Stored data:
+---+
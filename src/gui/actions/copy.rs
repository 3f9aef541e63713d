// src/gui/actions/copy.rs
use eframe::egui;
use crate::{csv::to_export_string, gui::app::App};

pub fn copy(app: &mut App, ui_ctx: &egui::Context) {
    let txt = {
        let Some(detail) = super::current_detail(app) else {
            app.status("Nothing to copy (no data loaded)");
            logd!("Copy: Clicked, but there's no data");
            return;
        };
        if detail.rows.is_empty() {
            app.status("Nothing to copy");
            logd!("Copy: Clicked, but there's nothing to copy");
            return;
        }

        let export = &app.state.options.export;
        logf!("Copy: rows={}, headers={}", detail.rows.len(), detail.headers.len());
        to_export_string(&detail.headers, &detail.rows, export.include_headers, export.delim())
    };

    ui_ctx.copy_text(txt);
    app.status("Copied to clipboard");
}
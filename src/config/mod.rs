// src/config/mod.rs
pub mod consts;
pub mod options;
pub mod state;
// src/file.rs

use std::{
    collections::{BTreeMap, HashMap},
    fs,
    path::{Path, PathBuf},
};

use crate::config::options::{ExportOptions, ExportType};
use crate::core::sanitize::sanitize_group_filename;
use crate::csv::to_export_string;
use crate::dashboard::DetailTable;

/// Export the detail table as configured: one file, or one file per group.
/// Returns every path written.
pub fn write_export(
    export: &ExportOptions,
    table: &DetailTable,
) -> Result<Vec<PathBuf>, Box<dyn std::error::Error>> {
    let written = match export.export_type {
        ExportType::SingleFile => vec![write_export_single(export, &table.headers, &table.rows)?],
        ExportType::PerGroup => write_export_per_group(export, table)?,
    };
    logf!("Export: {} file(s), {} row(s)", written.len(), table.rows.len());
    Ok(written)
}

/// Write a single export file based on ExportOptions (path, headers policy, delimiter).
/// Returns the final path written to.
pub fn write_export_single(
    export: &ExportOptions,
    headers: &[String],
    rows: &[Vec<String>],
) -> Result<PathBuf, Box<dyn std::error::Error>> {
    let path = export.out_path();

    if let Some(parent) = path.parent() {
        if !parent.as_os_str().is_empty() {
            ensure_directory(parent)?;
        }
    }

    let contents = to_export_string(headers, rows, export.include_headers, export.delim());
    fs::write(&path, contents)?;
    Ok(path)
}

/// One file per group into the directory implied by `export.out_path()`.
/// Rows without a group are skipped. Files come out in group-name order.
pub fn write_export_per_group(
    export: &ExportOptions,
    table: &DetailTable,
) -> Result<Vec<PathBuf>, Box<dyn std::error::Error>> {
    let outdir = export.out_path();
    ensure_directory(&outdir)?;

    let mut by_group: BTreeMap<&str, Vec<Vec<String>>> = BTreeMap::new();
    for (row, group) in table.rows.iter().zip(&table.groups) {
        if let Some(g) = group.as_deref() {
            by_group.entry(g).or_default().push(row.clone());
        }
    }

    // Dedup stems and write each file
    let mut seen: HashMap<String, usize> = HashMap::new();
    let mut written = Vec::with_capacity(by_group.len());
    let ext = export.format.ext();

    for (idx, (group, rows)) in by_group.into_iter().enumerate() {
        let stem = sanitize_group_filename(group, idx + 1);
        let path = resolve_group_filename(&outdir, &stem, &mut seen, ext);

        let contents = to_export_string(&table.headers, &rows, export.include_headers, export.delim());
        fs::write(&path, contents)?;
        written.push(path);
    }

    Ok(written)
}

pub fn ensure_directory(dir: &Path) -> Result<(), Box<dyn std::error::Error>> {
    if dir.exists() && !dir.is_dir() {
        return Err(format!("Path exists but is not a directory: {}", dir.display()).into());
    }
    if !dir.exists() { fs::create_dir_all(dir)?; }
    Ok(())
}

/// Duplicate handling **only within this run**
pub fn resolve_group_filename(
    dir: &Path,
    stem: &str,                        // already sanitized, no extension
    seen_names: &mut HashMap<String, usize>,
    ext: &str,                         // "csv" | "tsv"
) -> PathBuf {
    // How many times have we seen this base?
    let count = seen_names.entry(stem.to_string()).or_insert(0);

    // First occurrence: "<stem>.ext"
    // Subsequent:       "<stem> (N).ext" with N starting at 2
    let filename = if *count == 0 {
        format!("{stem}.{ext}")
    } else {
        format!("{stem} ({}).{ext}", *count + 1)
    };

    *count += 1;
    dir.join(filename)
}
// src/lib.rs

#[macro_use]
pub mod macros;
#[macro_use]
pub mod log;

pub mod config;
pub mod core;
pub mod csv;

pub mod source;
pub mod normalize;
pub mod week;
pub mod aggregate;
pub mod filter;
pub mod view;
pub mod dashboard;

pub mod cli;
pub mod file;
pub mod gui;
+---+
# What is required:
Taking the lines above one at a time, give the number of them that contain the string "state". Add nothing else.

# Answer to this exercise:
2